Data to examine:
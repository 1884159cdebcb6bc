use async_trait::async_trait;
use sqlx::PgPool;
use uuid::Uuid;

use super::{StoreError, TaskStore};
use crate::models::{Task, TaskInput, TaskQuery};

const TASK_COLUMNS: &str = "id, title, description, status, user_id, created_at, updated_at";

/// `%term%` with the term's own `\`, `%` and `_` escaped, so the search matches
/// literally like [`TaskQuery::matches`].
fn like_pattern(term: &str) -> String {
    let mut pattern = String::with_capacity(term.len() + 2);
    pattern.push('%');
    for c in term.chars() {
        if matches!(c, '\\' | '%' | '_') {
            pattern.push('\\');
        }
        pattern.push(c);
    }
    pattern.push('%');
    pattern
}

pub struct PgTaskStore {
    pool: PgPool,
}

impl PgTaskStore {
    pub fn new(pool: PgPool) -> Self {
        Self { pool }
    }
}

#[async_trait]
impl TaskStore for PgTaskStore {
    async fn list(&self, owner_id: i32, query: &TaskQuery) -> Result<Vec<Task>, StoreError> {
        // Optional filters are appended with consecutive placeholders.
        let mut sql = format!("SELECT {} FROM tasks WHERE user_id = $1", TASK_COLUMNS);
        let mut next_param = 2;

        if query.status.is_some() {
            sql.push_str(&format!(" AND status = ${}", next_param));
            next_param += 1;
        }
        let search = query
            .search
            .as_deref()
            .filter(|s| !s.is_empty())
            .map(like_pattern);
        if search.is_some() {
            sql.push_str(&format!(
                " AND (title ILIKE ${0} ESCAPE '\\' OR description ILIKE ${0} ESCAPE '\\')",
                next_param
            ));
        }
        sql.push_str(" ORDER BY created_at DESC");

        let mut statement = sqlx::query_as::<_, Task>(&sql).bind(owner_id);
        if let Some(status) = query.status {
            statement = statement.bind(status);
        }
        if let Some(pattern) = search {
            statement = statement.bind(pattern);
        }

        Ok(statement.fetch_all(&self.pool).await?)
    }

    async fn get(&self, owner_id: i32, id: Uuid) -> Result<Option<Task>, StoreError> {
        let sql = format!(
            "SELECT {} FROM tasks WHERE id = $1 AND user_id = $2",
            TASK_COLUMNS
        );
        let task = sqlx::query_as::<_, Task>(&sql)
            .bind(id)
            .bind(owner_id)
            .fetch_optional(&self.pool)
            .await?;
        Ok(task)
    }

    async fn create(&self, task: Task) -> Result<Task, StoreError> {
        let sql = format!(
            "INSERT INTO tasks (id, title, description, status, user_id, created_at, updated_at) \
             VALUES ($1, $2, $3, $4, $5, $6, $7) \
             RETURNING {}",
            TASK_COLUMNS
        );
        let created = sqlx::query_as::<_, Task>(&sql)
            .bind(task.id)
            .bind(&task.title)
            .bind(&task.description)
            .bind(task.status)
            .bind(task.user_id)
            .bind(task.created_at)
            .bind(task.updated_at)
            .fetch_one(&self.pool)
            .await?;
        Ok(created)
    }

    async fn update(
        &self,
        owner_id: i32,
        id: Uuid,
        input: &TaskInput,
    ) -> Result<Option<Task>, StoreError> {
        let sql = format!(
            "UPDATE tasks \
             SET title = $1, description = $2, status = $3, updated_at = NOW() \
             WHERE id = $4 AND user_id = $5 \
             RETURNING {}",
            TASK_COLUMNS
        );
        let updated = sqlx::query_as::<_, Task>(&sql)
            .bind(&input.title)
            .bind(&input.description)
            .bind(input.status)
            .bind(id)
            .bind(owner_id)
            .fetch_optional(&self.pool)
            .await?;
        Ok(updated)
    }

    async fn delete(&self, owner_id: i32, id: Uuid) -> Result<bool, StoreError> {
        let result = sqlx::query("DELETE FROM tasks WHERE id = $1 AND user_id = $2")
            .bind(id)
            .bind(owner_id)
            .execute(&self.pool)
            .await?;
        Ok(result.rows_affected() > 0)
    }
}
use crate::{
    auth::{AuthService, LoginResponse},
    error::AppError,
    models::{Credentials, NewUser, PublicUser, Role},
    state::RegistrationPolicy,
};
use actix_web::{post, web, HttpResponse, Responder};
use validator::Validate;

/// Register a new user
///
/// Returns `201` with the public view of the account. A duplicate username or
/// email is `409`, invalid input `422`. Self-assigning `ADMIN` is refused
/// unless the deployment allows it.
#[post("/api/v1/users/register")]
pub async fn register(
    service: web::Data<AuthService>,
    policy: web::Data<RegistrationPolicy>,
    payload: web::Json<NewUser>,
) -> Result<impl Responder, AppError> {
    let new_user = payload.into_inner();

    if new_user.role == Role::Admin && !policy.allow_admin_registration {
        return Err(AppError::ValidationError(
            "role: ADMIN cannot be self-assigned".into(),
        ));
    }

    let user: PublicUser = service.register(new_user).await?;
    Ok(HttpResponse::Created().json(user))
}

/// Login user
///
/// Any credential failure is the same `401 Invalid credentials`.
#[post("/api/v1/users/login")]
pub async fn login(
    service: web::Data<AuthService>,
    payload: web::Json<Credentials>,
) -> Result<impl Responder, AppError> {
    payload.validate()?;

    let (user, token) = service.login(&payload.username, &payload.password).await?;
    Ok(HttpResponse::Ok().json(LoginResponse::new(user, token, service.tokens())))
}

How to complete this task:
Repeat each record verbatim.

Result for this task:
repository 1884159cdebcb6bc
use async_trait::async_trait;
use sqlx::PgPool;
use uuid::Uuid;

use super::{StoreError, TaskStore};
use crate::models::{Task, TaskInput, TaskQuery};

const TASK_COLUMNS: &str = "id, title, description, status, user_id, created_at, updated_at";

/// `%term%` with the term's own `\`, `%` and `_` escaped, so the search matches
/// literally like [`TaskQuery::matches`].
fn like_pattern(term: &str) -> String {
    let mut pattern = String::with_capacity(term.len() + 2);
    pattern.push('%');
    for c in term.chars() {
        if matches!(c, '\\' | '%' | '_') {
            pattern.push('\\');
        }
        pattern.push(c);
    }
    pattern.push('%');
    pattern
}

pub struct PgTaskStore {
    pool: PgPool,
}

impl PgTaskStore {
    pub fn new(pool: PgPool) -> Self {
        Self { pool }
    }
}

#[async_trait]
impl TaskStore for PgTaskStore {
    async fn list(&self, owner_id: i32, query: &TaskQuery) -> Result<Vec<Task>, StoreError> {
        // Optional filters are appended with consecutive placeholders.
        let mut sql = format!("SELECT {} FROM tasks WHERE user_id = $1", TASK_COLUMNS);
        let mut next_param = 2;

        if query.status.is_some() {
            sql.push_str(&format!(" AND status = ${}", next_param));
            next_param += 1;
        }
        let search = query
            .search
            .as_deref()
            .filter(|s| !s.is_empty())
            .map(like_pattern);
        if search.is_some() {
            sql.push_str(&format!(
                " AND (title ILIKE ${0} ESCAPE '\\' OR description ILIKE ${0} ESCAPE '\\')",
                next_param
            ));
        }
        sql.push_str(" ORDER BY created_at DESC");

        let mut statement = sqlx::query_as::<_, Task>(&sql).bind(owner_id);
        if let Some(status) = query.status {
            statement = statement.bind(status);
        }
        if let Some(pattern) = search {
            statement = statement.bind(pattern);
        }

        Ok(statement.fetch_all(&self.pool).await?)
    }

    async fn get(&self, owner_id: i32, id: Uuid) -> Result<Option<Task>, StoreError> {
        let sql = format!(
            "SELECT {} FROM tasks WHERE id = $1 AND user_id = $2",
            TASK_COLUMNS
        );
        let task = sqlx::query_as::<_, Task>(&sql)
            .bind(id)
            .bind(owner_id)
            .fetch_optional(&self.pool)
            .await?;
        Ok(task)
    }

    async fn create(&self, task: Task) -> Result<Task, StoreError> {
        let sql = format!(
            "INSERT INTO tasks (id, title, description, status, user_id, created_at, updated_at) \
             VALUES ($1, $2, $3, $4, $5, $6, $7) \
             RETURNING {}",
            TASK_COLUMNS
        );
        let created = sqlx::query_as::<_, Task>(&sql)
            .bind(task.id)
            .bind(&task.title)
            .bind(&task.description)
            .bind(task.status)
            .bind(task.user_id)
            .bind(task.created_at)
            .bind(task.updated_at)
            .fetch_one(&self.pool)
            .await?;
        Ok(created)
    }

    async fn update(
        &self,
        owner_id: i32,
        id: Uuid,
        input: &TaskInput,
    ) -> Result<Option<Task>, StoreError> {
        let sql = format!(
            "UPDATE tasks \
             SET title = $1, description = $2, status = $3, updated_at = NOW() \
             WHERE id = $4 AND user_id = $5 \
             RETURNING {}",
            TASK_COLUMNS
        );
        let updated = sqlx::query_as::<_, Task>(&sql)
            .bind(&input.title)
            .bind(&input.description)
            .bind(input.status)
            .bind(id)
            .bind(owner_id)
            .fetch_optional(&self.pool)
            .await?;
        Ok(updated)
    }

    async fn delete(&self, owner_id: i32, id: Uuid) -> Result<bool, StoreError> {
        let result = sqlx::query("DELETE FROM tasks WHERE id = $1 AND user_id = $2")
            .bind(id)
            .bind(owner_id)
            .execute(&self.pool)
            .await?;
        Ok(result.rows_affected() > 0)
    }
}
use crate::{
    auth::{AuthService, LoginResponse},
    error::AppError,
    models::{Credentials, NewUser, PublicUser, Role},
    state::RegistrationPolicy,
};
use actix_web::{post, web, HttpResponse, Responder};
use validator::Validate;

/// Register a new user
///
/// Returns `201` with the public view of the account. A duplicate username or
/// email is `409`, invalid input `422`. Self-assigning `ADMIN` is refused
/// unless the deployment allows it.
#[post("/api/v1/users/register")]
pub async fn register(
    service: web::Data<AuthService>,
    policy: web::Data<RegistrationPolicy>,
    payload: web::Json<NewUser>,
) -> Result<impl Responder, AppError> {
    let new_user = payload.into_inner();

    if new_user.role == Role::Admin && !policy.allow_admin_registration {
        return Err(AppError::ValidationError(
            "role: ADMIN cannot be self-assigned".into(),
        ));
    }

    let user: PublicUser = service.register(new_user).await?;
    Ok(HttpResponse::Created().json(user))
}

/// Login user
///
/// Any credential failure is the same `401 Invalid credentials`.
#[post("/api/v1/users/login")]
pub async fn login(
    service: web::Data<AuthService>,
    payload: web::Json<Credentials>,
) -> Result<impl Responder, AppError> {
    payload.validate()?;

    let (user, token) = service.login(&payload.username, &payload.password).await?;
    Ok(HttpResponse::Ok().json(LoginResponse::new(user, token, service.tokens())))
}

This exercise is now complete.